Assignment ::
Every line in the data below from the one containing "path, items, urls" down to the one containing "pub fn len(&self)", both included, must be retyped exactly; no other line is to appear.

Given records ::
use std::collections::HashSet;
use std::path::{Path, PathBuf};

use anyhow::Context as _;
use tokio::fs;

use crate::formats::{Item, LabeledItem};

pub const DEFAULT_WATERMARK: &str = "1970-01-01T00:00:00.000Z";

/// File layout of a pipeline data directory.
#[derive(Debug, Clone)]
pub struct DataPaths {
    pub watermark: PathBuf,
    pub raw_items: PathBuf,
    pub new_items: PathBuf,
    pub label_store: PathBuf,
}

impl DataPaths {
    pub fn new(data_dir: impl AsRef<Path>) -> Self {
        let data_dir = data_dir.as_ref();
        Self {
            watermark: data_dir.join("last_update.txt"),
            raw_items: data_dir.join("raw_posts.json"),
            new_items: data_dir.join("new_posts.json"),
            label_store: data_dir.join("labeled_posts.json"),
        }
    }
}

pub async fn read_watermark(path: &Path) -> anyhow::Result<String> {
    match fs::read_to_string(path).await {
        Ok(contents) if !contents.trim().is_empty() => Ok(contents.trim().to_owned()),
        Ok(_) => Ok(DEFAULT_WATERMARK.to_owned()),
        Err(err) if err.kind() == std::io::ErrorKind::NotFound => {
            Ok(DEFAULT_WATERMARK.to_owned())
        }
        Err(err) => Err(err).with_context(|| format!("read watermark: {}", path.display())),
    }
}

pub async fn write_watermark(path: &Path, watermark: &str) -> anyhow::Result<()> {
    ensure_parent_dir(path).await?;
    fs::write(path, watermark)
        .await
        .with_context(|| format!("write watermark: {}", path.display()))
}

/// Reads an item file. A missing file is an error: every caller needs the previous
/// stage to have run.
pub async fn read_items(path: &Path) -> anyhow::Result<Vec<Item>> {
    let bytes = fs::read(path)
        .await
        .with_context(|| format!("read items: {}", path.display()))?;
    serde_json::from_slice(&bytes).with_context(|| format!("parse items: {}", path.display()))
}

/// Writes `value` as indented JSON through a temp file and a rename, so readers never
/// observe a half-written file.
pub async fn write_json_atomic<T: serde::Serialize + ?Sized>(
    path: &Path,
    value: &T,
) -> anyhow::Result<()> {
    ensure_parent_dir(path).await?;

    let tmp_path = path.with_extension(format!("tmp.{}", uuid::Uuid::new_v4().simple()));
    let data = serde_json::to_vec_pretty(value).context("serialize json")?;
    fs::write(&tmp_path, &data)
        .await
        .with_context(|| format!("write tmp: {}", tmp_path.display()))?;
    fs::rename(&tmp_path, path)
        .await
        .with_context(|| format!("rename tmp to final: {}", path.display()))?;
    Ok(())
}

async fn ensure_parent_dir(path: &Path) -> anyhow::Result<()> {
    if let Some(parent) = path.parent()
        && !parent.as_os_str().is_empty()
    {
        fs::create_dir_all(parent)
            .await
            .with_context(|| format!("create parent dir: {}", parent.display()))?;
    }
    Ok(())
}

/// The append-only label store, held in memory and rewritten in full on every append.
#[derive(Debug)]
pub struct LabelStore {
    path: PathBuf,
    items: Vec<LabeledItem>,
    urls: HashSet<String>,
}

impl LabelStore {
    /// Opens the store at `path`; a missing file is an empty store.
    pub async fn open(path: impl Into<PathBuf>) -> anyhow::Result<Self> {
        let path = path.into();
        let items = match fs::read(&path).await {
            Ok(bytes) if bytes.iter().all(u8::is_ascii_whitespace) => Vec::new(),
            Ok(bytes) => serde_json::from_slice::<Vec<LabeledItem>>(&bytes)
                .with_context(|| format!("parse label store: {}", path.display()))?,
            Err(err) if err.kind() == std::io::ErrorKind::NotFound => Vec::new(),
            Err(err) => {
                return Err(err)
                    .with_context(|| format!("read label store: {}", path.display()));
            }
        };
        let urls = items.iter().map(|item| item.url.clone()).collect();
        Ok(Self { path, items, urls })
    }

    pub fn contains(&self, url: &str) -> bool {
        self.urls.contains(url)
    }

    pub fn items(&self) -> &[LabeledItem] {
        &self.items
    }

    pub fn len(&self) -> usize {
        self.items.len()
    }

    pub fn is_empty(&self) -> bool {
        self.items.is_empty()
    }

    /// Appends one entry and persists the whole store before returning.
    pub async fn append(&mut self, item: LabeledItem) -> anyhow::Result<()> {
        self.urls.insert(item.url.clone());
        self.items.push(item);
        write_json_atomic(&self.path, &self.items)
            .await
            .with_context(|| format!("persist label store: {}", self.path.display()))
    }
}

Written reply ::
        Ok(Self { path, items, urls })
    }

    pub fn contains(&self, url: &str) -> bool {
        self.urls.contains(url)
    }

    pub fn items(&self) -> &[LabeledItem] {
        &self.items
    }

    pub fn len(&self) -> usize {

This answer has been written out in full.